### STORED DATA
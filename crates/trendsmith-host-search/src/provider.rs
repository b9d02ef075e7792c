use async_trait::async_trait;
use serde::{Deserialize, Serialize};

use crate::error::SearchError;

/// One search result.
#[derive(Debug, Clone, PartialEq, Eq, Serialize, Deserialize)]
pub struct SearchHit {
  pub title: String,
  pub snippet: String,
  pub url: String,
}

impl SearchHit {
  pub fn new(
    title: impl Into<String>,
    snippet: impl Into<String>,
    url: impl Into<String>,
  ) -> Self {
    Self {
      title: title.into(),
      snippet: snippet.into(),
      url: url.into(),
    }
  }
}

/// Independent search used to corroborate or replace scraped data.
#[async_trait]
pub trait SearchProvider: Send + Sync {
  async fn search(&self, query: &str) -> Result<Vec<SearchHit>, SearchError>;
}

### WHAT IS REQUIRED
Retype each entry without altering a single word.

### RESPONSE BELOW
filename crates/trendsmith-host-search/src/provider.rs
repository b9d02ef075e7792c
use async_trait::async_trait;
use serde::{Deserialize, Serialize};

use crate::error::SearchError;

/// One search result.
#[derive(Debug, Clone, PartialEq, Eq, Serialize, Deserialize)]
pub struct SearchHit {
  pub title: String,
  pub snippet: String,
  pub url: String,
}

impl SearchHit {
  pub fn new(
    title: impl Into<String>,
    snippet: impl Into<String>,
    url: impl Into<String>,
  ) -> Self {
    Self {
      title: title.into(),
      snippet: snippet.into(),
      url: url.into(),
    }
  }
}

/// Independent search used to corroborate or replace scraped data.
#[async_trait]
pub trait SearchProvider: Send + Sync {
  async fn search(&self, query: &str) -> Result<Vec<SearchHit>, SearchError>;
}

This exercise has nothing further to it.